#### [Problem to solve]
Your output must match the data word for word, with every line included.

____ Information provided

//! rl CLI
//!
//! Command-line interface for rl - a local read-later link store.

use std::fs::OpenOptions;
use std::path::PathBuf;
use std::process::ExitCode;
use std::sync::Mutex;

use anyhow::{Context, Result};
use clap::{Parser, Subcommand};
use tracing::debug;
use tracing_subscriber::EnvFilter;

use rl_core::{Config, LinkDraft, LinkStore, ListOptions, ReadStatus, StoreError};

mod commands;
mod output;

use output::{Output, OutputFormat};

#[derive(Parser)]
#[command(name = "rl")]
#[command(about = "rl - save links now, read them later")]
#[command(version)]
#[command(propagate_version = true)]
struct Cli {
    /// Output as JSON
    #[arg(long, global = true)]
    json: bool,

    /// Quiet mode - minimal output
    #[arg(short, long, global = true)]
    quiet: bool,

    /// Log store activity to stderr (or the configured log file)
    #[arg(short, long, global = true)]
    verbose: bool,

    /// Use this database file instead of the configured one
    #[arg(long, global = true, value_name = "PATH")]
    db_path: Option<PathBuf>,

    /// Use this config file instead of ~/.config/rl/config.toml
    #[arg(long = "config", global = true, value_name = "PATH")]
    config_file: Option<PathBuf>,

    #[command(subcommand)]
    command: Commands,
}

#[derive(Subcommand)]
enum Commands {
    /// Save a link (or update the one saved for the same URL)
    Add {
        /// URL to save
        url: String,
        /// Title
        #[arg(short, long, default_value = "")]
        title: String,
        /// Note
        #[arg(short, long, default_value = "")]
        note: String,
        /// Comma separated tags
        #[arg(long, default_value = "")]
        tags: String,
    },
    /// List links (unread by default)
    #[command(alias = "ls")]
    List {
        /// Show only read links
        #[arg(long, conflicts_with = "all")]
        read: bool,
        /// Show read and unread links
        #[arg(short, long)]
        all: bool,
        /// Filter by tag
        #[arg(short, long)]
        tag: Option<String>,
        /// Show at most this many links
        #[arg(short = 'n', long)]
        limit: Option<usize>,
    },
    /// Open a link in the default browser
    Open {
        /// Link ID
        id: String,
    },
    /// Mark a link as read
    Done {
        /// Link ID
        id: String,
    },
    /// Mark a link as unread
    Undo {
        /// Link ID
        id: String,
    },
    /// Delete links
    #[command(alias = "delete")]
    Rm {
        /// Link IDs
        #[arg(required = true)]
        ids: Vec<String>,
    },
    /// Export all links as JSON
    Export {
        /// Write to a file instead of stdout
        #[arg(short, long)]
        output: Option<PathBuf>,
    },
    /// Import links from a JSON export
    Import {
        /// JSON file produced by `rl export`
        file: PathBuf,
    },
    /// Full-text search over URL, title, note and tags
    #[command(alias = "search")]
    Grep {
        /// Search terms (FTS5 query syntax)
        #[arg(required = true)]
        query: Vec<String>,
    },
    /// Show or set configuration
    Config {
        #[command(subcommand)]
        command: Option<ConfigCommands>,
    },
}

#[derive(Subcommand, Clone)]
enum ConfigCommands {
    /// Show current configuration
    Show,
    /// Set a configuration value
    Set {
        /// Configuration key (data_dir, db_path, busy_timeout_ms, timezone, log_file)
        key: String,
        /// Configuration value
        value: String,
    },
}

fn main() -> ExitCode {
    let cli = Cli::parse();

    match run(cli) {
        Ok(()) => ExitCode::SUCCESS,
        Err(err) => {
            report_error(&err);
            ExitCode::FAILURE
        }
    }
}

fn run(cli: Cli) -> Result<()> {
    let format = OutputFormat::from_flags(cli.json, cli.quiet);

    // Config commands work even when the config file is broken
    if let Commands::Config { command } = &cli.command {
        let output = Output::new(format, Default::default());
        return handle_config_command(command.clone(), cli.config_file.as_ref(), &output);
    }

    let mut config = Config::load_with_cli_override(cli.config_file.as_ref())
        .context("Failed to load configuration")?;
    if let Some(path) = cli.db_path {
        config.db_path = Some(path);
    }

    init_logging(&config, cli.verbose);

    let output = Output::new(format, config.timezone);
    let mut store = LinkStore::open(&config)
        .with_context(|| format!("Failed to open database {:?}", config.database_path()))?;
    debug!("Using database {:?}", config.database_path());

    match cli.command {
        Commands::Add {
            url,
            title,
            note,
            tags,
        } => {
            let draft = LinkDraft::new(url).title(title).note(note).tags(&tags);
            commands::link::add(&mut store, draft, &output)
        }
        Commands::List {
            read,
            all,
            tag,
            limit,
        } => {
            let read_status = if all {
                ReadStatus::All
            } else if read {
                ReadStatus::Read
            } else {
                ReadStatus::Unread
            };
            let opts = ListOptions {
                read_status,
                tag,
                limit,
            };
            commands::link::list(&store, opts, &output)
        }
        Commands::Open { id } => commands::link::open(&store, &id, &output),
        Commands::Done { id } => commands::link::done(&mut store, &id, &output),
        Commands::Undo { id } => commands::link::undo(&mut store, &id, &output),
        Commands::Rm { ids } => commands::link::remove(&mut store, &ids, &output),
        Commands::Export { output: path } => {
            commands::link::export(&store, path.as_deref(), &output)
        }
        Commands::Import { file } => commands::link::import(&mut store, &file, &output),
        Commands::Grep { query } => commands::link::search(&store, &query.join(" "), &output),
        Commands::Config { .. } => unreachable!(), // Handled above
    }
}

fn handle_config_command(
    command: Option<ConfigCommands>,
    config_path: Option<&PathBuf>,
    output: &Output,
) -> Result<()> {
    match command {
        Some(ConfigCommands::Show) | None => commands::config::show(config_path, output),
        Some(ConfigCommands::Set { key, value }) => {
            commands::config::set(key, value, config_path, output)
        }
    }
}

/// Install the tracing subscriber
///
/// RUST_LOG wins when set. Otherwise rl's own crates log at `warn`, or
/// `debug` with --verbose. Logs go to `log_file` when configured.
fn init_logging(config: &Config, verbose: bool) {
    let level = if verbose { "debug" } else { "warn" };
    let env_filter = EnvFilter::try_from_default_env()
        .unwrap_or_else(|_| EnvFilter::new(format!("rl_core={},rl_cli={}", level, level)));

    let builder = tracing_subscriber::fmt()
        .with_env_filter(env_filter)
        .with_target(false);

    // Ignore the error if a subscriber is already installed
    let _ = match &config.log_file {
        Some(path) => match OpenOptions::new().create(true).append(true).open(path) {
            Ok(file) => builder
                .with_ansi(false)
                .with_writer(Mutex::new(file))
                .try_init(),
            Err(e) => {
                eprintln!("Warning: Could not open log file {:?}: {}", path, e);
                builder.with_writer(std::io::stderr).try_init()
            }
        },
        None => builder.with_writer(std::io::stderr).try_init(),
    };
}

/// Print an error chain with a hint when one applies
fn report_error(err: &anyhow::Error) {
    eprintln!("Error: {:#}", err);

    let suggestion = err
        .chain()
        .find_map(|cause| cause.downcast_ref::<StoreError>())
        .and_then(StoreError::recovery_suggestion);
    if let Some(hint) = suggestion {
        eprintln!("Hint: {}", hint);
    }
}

________

#### [Written answer]
//! rl CLI
//!
//! Command-line interface for rl - a local read-later link store.

use std::fs::OpenOptions;
use std::path::PathBuf;
use std::process::ExitCode;
use std::sync::Mutex;

use anyhow::{Context, Result};
use clap::{Parser, Subcommand};
use tracing::debug;
use tracing_subscriber::EnvFilter;

use rl_core::{Config, LinkDraft, LinkStore, ListOptions, ReadStatus, StoreError};

mod commands;
mod output;

use output::{Output, OutputFormat};

#[derive(Parser)]
#[command(name = "rl")]
#[command(about = "rl - save links now, read them later")]
#[command(version)]
#[command(propagate_version = true)]
struct Cli {
    /// Output as JSON
    #[arg(long, global = true)]
    json: bool,

    /// Quiet mode - minimal output
    #[arg(short, long, global = true)]
    quiet: bool,

    /// Log store activity to stderr (or the configured log file)
    #[arg(short, long, global = true)]
    verbose: bool,

    /// Use this database file instead of the configured one
    #[arg(long, global = true, value_name = "PATH")]
    db_path: Option<PathBuf>,

    /// Use this config file instead of ~/.config/rl/config.toml
    #[arg(long = "config", global = true, value_name = "PATH")]
    config_file: Option<PathBuf>,

    #[command(subcommand)]
    command: Commands,
}

#[derive(Subcommand)]
enum Commands {
    /// Save a link (or update the one saved for the same URL)
    Add {
        /// URL to save
        url: String,
        /// Title
        #[arg(short, long, default_value = "")]
        title: String,
        /// Note
        #[arg(short, long, default_value = "")]
        note: String,
        /// Comma separated tags
        #[arg(long, default_value = "")]
        tags: String,
    },
    /// List links (unread by default)
    #[command(alias = "ls")]
    List {
        /// Show only read links
        #[arg(long, conflicts_with = "all")]
        read: bool,
        /// Show read and unread links
        #[arg(short, long)]
        all: bool,
        /// Filter by tag
        #[arg(short, long)]
        tag: Option<String>,
        /// Show at most this many links
        #[arg(short = 'n', long)]
        limit: Option<usize>,
    },
    /// Open a link in the default browser
    Open {
        /// Link ID
        id: String,
    },
    /// Mark a link as read
    Done {
        /// Link ID
        id: String,
    },
    /// Mark a link as unread
    Undo {
        /// Link ID
        id: String,
    },
    /// Delete links
    #[command(alias = "delete")]
    Rm {
        /// Link IDs
        #[arg(required = true)]
        ids: Vec<String>,
    },
    /// Export all links as JSON
    Export {
        /// Write to a file instead of stdout
        #[arg(short, long)]
        output: Option<PathBuf>,
    },
    /// Import links from a JSON export
    Import {
        /// JSON file produced by `rl export`
        file: PathBuf,
    },
    /// Full-text search over URL, title, note and tags
    #[command(alias = "search")]
    Grep {
        /// Search terms (FTS5 query syntax)
        #[arg(required = true)]
        query: Vec<String>,
    },
    /// Show or set configuration
    Config {
        #[command(subcommand)]
        command: Option<ConfigCommands>,
    },
}

#[derive(Subcommand, Clone)]
enum ConfigCommands {
    /// Show current configuration
    Show,
    /// Set a configuration value
    Set {
        /// Configuration key (data_dir, db_path, busy_timeout_ms, timezone, log_file)
        key: String,
        /// Configuration value
        value: String,
    },
}

fn main() -> ExitCode {
    let cli = Cli::parse();

    match run(cli) {
        Ok(()) => ExitCode::SUCCESS,
        Err(err) => {
            report_error(&err);
            ExitCode::FAILURE
        }
    }
}

fn run(cli: Cli) -> Result<()> {
    let format = OutputFormat::from_flags(cli.json, cli.quiet);

    // Config commands work even when the config file is broken
    if let Commands::Config { command } = &cli.command {
        let output = Output::new(format, Default::default());
        return handle_config_command(command.clone(), cli.config_file.as_ref(), &output);
    }

    let mut config = Config::load_with_cli_override(cli.config_file.as_ref())
        .context("Failed to load configuration")?;
    if let Some(path) = cli.db_path {
        config.db_path = Some(path);
    }

    init_logging(&config, cli.verbose);

    let output = Output::new(format, config.timezone);
    let mut store = LinkStore::open(&config)
        .with_context(|| format!("Failed to open database {:?}", config.database_path()))?;
    debug!("Using database {:?}", config.database_path());

    match cli.command {
        Commands::Add {
            url,
            title,
            note,
            tags,
        } => {
            let draft = LinkDraft::new(url).title(title).note(note).tags(&tags);
            commands::link::add(&mut store, draft, &output)
        }
        Commands::List {
            read,
            all,
            tag,
            limit,
        } => {
            let read_status = if all {
                ReadStatus::All
            } else if read {
                ReadStatus::Read
            } else {
                ReadStatus::Unread
            };
            let opts = ListOptions {
                read_status,
                tag,
                limit,
            };
            commands::link::list(&store, opts, &output)
        }
        Commands::Open { id } => commands::link::open(&store, &id, &output),
        Commands::Done { id } => commands::link::done(&mut store, &id, &output),
        Commands::Undo { id } => commands::link::undo(&mut store, &id, &output),
        Commands::Rm { ids } => commands::link::remove(&mut store, &ids, &output),
        Commands::Export { output: path } => {
            commands::link::export(&store, path.as_deref(), &output)
        }
        Commands::Import { file } => commands::link::import(&mut store, &file, &output),
        Commands::Grep { query } => commands::link::search(&store, &query.join(" "), &output),
        Commands::Config { .. } => unreachable!(), // Handled above
    }
}

fn handle_config_command(
    command: Option<ConfigCommands>,
    config_path: Option<&PathBuf>,
    output: &Output,
) -> Result<()> {
    match command {
        Some(ConfigCommands::Show) | None => commands::config::show(config_path, output),
        Some(ConfigCommands::Set { key, value }) => {
            commands::config::set(key, value, config_path, output)
        }
    }
}

/// Install the tracing subscriber
///
/// RUST_LOG wins when set. Otherwise rl's own crates log at `warn`, or
/// `debug` with --verbose. Logs go to `log_file` when configured.
fn init_logging(config: &Config, verbose: bool) {
    let level = if verbose { "debug" } else { "warn" };
    let env_filter = EnvFilter::try_from_default_env()
        .unwrap_or_else(|_| EnvFilter::new(format!("rl_core={},rl_cli={}", level, level)));

    let builder = tracing_subscriber::fmt()
        .with_env_filter(env_filter)
        .with_target(false);

    // Ignore the error if a subscriber is already installed
    let _ = match &config.log_file {
        Some(path) => match OpenOptions::new().create(true).append(true).open(path) {
            Ok(file) => builder
                .with_ansi(false)
                .with_writer(Mutex::new(file))
                .try_init(),
            Err(e) => {
                eprintln!("Warning: Could not open log file {:?}: {}", path, e);
                builder.with_writer(std::io::stderr).try_init()
            }
        },
        None => builder.with_writer(std::io::stderr).try_init(),
    };
}

/// Print an error chain with a hint when one applies
fn report_error(err: &anyhow::Error) {
    eprintln!("Error: {:#}", err);

    let suggestion = err
        .chain()
        .find_map(|cause| cause.downcast_ref::<StoreError>())
        .and_then(StoreError::recovery_suggestion);
    if let Some(hint) = suggestion {
        eprintln!("Hint: {}", hint);
    }
}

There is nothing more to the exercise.